TASK: Gather from the listing below each line that includes the word "async", and copy it.

RECORDS FOR THE TASK:
○ ○ ○ ○
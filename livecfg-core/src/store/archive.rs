//! Backups and versioned export/import
//!
//! Backups live in `backups/config_backup_<YYYYMMDD_HHMMSS>.json`, with a
//! `_<N>` suffix for further backups taken within the same second; exports
//! are wrapped in `{"version", "exported_at", "config"}`.

use std::fs;
use std::path::{Path, PathBuf};

use chrono::{DateTime, Local, NaiveDateTime, Utc};
use serde::{Deserialize, Serialize};
use serde_json::Value;
use tracing::{debug, info, warn};

use livecfg_utils::{LivecfgError, Result};

use super::persist::write_atomic;
use crate::document::ConfigDocument;

/// Envelope version written by [`export_to`]
pub const EXPORT_VERSION: &str = "1.0";

const BACKUP_PREFIX: &str = "config_backup_";
const BACKUP_SUFFIX: &str = ".json";
const BACKUP_TIME_FORMAT: &str = "%Y%m%d_%H%M%S";
/// Length of a formatted `BACKUP_TIME_FORMAT` stamp
const BACKUP_STAMP_LEN: usize = 15;

/// Versioned export wrapper
#[derive(Debug, Clone, Serialize, Deserialize)]
pub struct ExportEnvelope {
    pub version: String,
    pub exported_at: String,
    pub config: ConfigDocument,
}

impl ExportEnvelope {
    pub fn new(config: ConfigDocument) -> Self {
        Self {
            version: EXPORT_VERSION.to_string(),
            exported_at: Utc::now().to_rfc3339(),
            config,
        }
    }
}

/// A backup file on disk
#[derive(Debug, Clone, PartialEq, Serialize)]
pub struct BackupInfo {
    pub path: PathBuf,
    /// Timestamp encoded in the file name
    pub created_at: NaiveDateTime,
    /// Orders backups sharing a timestamp; 0 for the first
    pub sequence: u32,
    pub size: u64,
}

/// File name for a backup taken at `at`
pub fn backup_file_name(at: DateTime<Local>) -> String {
    format!("{}{}{}", BACKUP_PREFIX, at.format(BACKUP_TIME_FORMAT), BACKUP_SUFFIX)
}

/// First free backup path for `at`; never overwrites an existing backup
fn next_backup_path(backup_dir: &Path, at: DateTime<Local>) -> PathBuf {
    let mut path = backup_dir.join(backup_file_name(at));
    let stamp = at.format(BACKUP_TIME_FORMAT);
    let mut sequence = 1u32;
    while path.exists() {
        path = backup_dir.join(format!("{}{}_{}{}", BACKUP_PREFIX, stamp, sequence, BACKUP_SUFFIX));
        sequence += 1;
    }
    path
}

fn parse_backup_name(name: &str) -> Option<(NaiveDateTime, u32)> {
    let stamp = name.strip_prefix(BACKUP_PREFIX)?.strip_suffix(BACKUP_SUFFIX)?;
    let (time, sequence) = match stamp.get(BACKUP_STAMP_LEN..)? {
        "" => (stamp, 0),
        rest => (&stamp[..BACKUP_STAMP_LEN], rest.strip_prefix('_')?.parse().ok()?),
    };
    let created_at = NaiveDateTime::parse_from_str(time, BACKUP_TIME_FORMAT).ok()?;
    Some((created_at, sequence))
}

fn serialize(doc: &ConfigDocument, pretty: bool) -> Result<Vec<u8>> {
    let text = doc.to_json_string(pretty)?;
    Ok(text.into_bytes())
}

/// Write a timestamped backup of `doc` and prune old ones
///
/// `max_backups == 0` keeps every backup.
pub fn create_backup(doc: &ConfigDocument, backup_dir: &Path, max_backups: usize) -> Result<PathBuf> {
    let path = next_backup_path(backup_dir, Local::now());
    write_atomic(&path, &serialize(doc, true)?)?;
    info!("Created config backup at {}", path.display());

    if max_backups > 0 {
        prune_backups(backup_dir, max_backups)?;
    }
    Ok(path)
}

/// Backups in `backup_dir`, newest first
pub fn list_backups(backup_dir: &Path) -> Result<Vec<BackupInfo>> {
    if !backup_dir.exists() {
        return Ok(Vec::new());
    }

    let mut backups = Vec::new();
    for entry in fs::read_dir(backup_dir).map_err(|e| LivecfgError::FileRead {
        path: backup_dir.to_path_buf(),
        source: e,
    })? {
        let entry = entry?;
        let name = entry.file_name();
        let Some((created_at, sequence)) = parse_backup_name(&name.to_string_lossy()) else {
            continue;
        };
        let size = entry.metadata().map(|m| m.len()).unwrap_or(0);
        backups.push(BackupInfo {
            path: entry.path(),
            created_at,
            sequence,
            size,
        });
    }

    backups.sort_by(|a, b| (b.created_at, b.sequence).cmp(&(a.created_at, a.sequence)));
    Ok(backups)
}

/// Delete all but the newest `keep` backups
pub fn prune_backups(backup_dir: &Path, keep: usize) -> Result<usize> {
    let backups = list_backups(backup_dir)?;
    let mut removed = 0;
    for old in backups.iter().skip(keep) {
        match fs::remove_file(&old.path) {
            Ok(()) => {
                debug!("Removed old backup {}", old.path.display());
                removed += 1;
            }
            Err(e) => warn!("Failed to remove old backup {}: {}", old.path.display(), e),
        }
    }
    Ok(removed)
}

/// Read a backup file (a bare document)
pub fn read_backup(path: &Path) -> Result<ConfigDocument> {
    let content = fs::read_to_string(path).map_err(|e| LivecfgError::FileRead {
        path: path.to_path_buf(),
        source: e,
    })?;
    let value: Value = serde_json::from_str(&content).map_err(|e| LivecfgError::ImportFailed {
        path: path.to_path_buf(),
        message: e.to_string(),
    })?;
    ConfigDocument::from_value(value).ok_or_else(|| LivecfgError::ImportFailed {
        path: path.to_path_buf(),
        message: "backup root is not an object".into(),
    })
}

/// Write `doc` to `path` inside a versioned envelope
pub fn export_to(doc: &ConfigDocument, path: &Path) -> Result<()> {
    let envelope = ExportEnvelope::new(doc.clone());
    let text = serde_json::to_string_pretty(&envelope)?;
    write_atomic(path, text.as_bytes())?;
    info!("Exported configuration to {}", path.display());
    Ok(())
}

/// Read a document from an export envelope, or from a bare legacy object
///
/// The document is returned exactly as stored.
pub fn import_from(path: &Path) -> Result<ConfigDocument> {
    let content = fs::read_to_string(path).map_err(|e| LivecfgError::FileRead {
        path: path.to_path_buf(),
        source: e,
    })?;
    let import_err = |message: String| LivecfgError::ImportFailed {
        path: path.to_path_buf(),
        message,
    };

    let value: Value = serde_json::from_str(&content).map_err(|e| import_err(e.to_string()))?;
    let Value::Object(mut root) = value else {
        return Err(import_err("root is not an object".into()));
    };

    let is_envelope = root.contains_key("version") && root.contains_key("config");
    if !is_envelope {
        debug!("Importing bare configuration object from {}", path.display());
        return Ok(ConfigDocument::from(root));
    }

    let version = root
        .get("version")
        .and_then(Value::as_str)
        .unwrap_or_default()
        .to_string();
    if version.split('.').next() != Some("1") {
        return Err(LivecfgError::UnsupportedVersion(version));
    }

    match root.remove("config") {
        Some(Value::Object(config)) => Ok(ConfigDocument::from(config)),
        _ => Err(import_err("'config' is not an object".into())),
    }
}
//! Error types for livecfg
//!
//! Provides a unified error type used across all livecfg crates.

use std::path::PathBuf;

/// Main error type for livecfg operations
#[derive(Debug, thiserror::Error)]
pub enum LivecfgError {
    // === IO Errors ===

    #[error("IO error: {0}")]
    Io(#[from] std::io::Error),

    #[error("Failed to read file {path}: {source}")]
    FileRead {
        path: PathBuf,
        source: std::io::Error,
    },

    #[error("Failed to write file {path}: {source}")]
    FileWrite {
        path: PathBuf,
        source: std::io::Error,
    },

    // === Document Errors ===

    #[error("JSON error: {0}")]
    Json(#[from] serde_json::Error),

    #[error("Invalid key path '{path}': {message}")]
    InvalidPath { path: String, message: String },

    #[error("Failed to load {path}: {message}")]
    LoadFailed { path: PathBuf, message: String },

    #[error("Failed to save {path}: {message}")]
    SaveFailed { path: PathBuf, message: String },

    #[error("Failed to import {path}: {message}")]
    ImportFailed { path: PathBuf, message: String },

    #[error("Unsupported export version: {0}")]
    UnsupportedVersion(String),

    // === Service Errors ===

    #[error("Service not found: {0}")]
    ServiceNotFound(String),

    #[error("Service already registered: {0}")]
    ServiceExists(String),

    #[error("Service has no factory: {0}")]
    NoFactory(String),

    #[error("Service '{name}' is not a {expected}")]
    ServiceTypeMismatch { name: String, expected: &'static str },

    #[error("Service '{0}' is reloadable but missing from the reload order")]
    ReloadOrder(String),

    #[error("Reload failed in service '{service}': {message}")]
    ReloadFailed { service: String, message: String },

    // === Event Errors ===

    #[error("Listener error: {0}")]
    Listener(String),

    // === Configuration Errors ===

    #[error("Configuration error: {0}")]
    Config(String),

    // === Internal Errors ===

    #[error("Internal error: {0}")]
    Internal(String),
}

impl LivecfgError {
    /// Create an invalid path error
    pub fn invalid_path(path: impl Into<String>, msg: impl Into<String>) -> Self {
        Self::InvalidPath {
            path: path.into(),
            message: msg.into(),
        }
    }

    /// Create a save error
    pub fn save(path: impl Into<PathBuf>, msg: impl Into<String>) -> Self {
        Self::SaveFailed {
            path: path.into(),
            message: msg.into(),
        }
    }

    /// Create a reload error
    pub fn reload(service: impl Into<String>, msg: impl Into<String>) -> Self {
        Self::ReloadFailed {
            service: service.into(),
            message: msg.into(),
        }
    }

    /// Create a listener error
    pub fn listener(msg: impl Into<String>) -> Self {
        Self::Listener(msg.into())
    }

    /// Create a config error
    pub fn config(msg: impl Into<String>) -> Self {
        Self::Config(msg.into())
    }

    /// Create an internal error
    pub fn internal(msg: impl Into<String>) -> Self {
        Self::Internal(msg.into())
    }

    /// Registry lookups on unknown names
    pub fn is_not_found(&self) -> bool {
        matches!(self, Self::ServiceNotFound(_))
    }

    /// Errors the core handles locally by falling back to a safe default
    pub fn is_recoverable(&self) -> bool {
        matches!(
            self,
            Self::LoadFailed { .. }
            | Self::Listener(_)
            | Self::FileRead { .. }
            | Self::Json(_)
        )
    }
}

/// Result type alias using LivecfgError
pub type Result<T> = std::result::Result<T, LivecfgError>;
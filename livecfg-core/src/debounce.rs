//! Reset-style debounce timer
//!
//! At most one task is pending at a time. Scheduling again cancels the
//! pending task and restarts the window, so only the last task runs.

use std::sync::Arc;
use std::time::Duration;

use parking_lot::Mutex;
use tokio_util::sync::CancellationToken;
use tracing::{debug, warn};

#[derive(Debug, Default)]
struct DebounceState {
    generation: u64,
    pending: Option<CancellationToken>,
}

/// Single-slot debounce timer driven by the ambient tokio runtime
#[derive(Debug, Default)]
pub struct Debouncer {
    state: Arc<Mutex<DebounceState>>,
}

impl Debouncer {
    pub fn new() -> Self {
        Self::default()
    }

    /// Run `task` once `window` elapses without another `schedule` or `cancel`
    ///
    /// Outside a tokio runtime there is no timer to wait on; the task runs
    /// immediately on the calling thread.
    pub fn schedule<F>(&self, window: Duration, task: F)
    where
        F: FnOnce() + Send + 'static,
    {
        let handle = match tokio::runtime::Handle::try_current() {
            Ok(handle) => handle,
            Err(_) => {
                debug!("No async runtime; running debounced task immediately");
                self.cancel();
                task();
                return;
            }
        };

        let token = CancellationToken::new();
        let generation = {
            let mut state = self.state.lock();
            if let Some(previous) = state.pending.take() {
                previous.cancel();
            }
            state.generation += 1;
            state.pending = Some(token.clone());
            state.generation
        };

        let state = Arc::clone(&self.state);
        handle.spawn(async move {
            tokio::select! {
                _ = token.cancelled() => return,
                _ = tokio::time::sleep(window) => {}
            }

            {
                let mut guard = state.lock();
                if guard.generation != generation || guard.pending.is_none() {
                    return;
                }
                guard.pending = None;
            }

            if let Err(e) = tokio::task::spawn_blocking(task).await {
                warn!("Debounced task failed to complete: {}", e);
            }
        });
    }

    /// Cancel the pending task, if any
    ///
    /// Returns true if a task was pending.
    pub fn cancel(&self) -> bool {
        let mut state = self.state.lock();
        match state.pending.take() {
            Some(token) => {
                token.cancel();
                true
            }
            None => false,
        }
    }

    pub fn is_pending(&self) -> bool {
        self.state.lock().pending.is_some()
    }
}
○ ○ ○ ○
PROBLEM SOLUTION:
                debug!("No async runtime; running debounced task immediately");
        handle.spawn(async move {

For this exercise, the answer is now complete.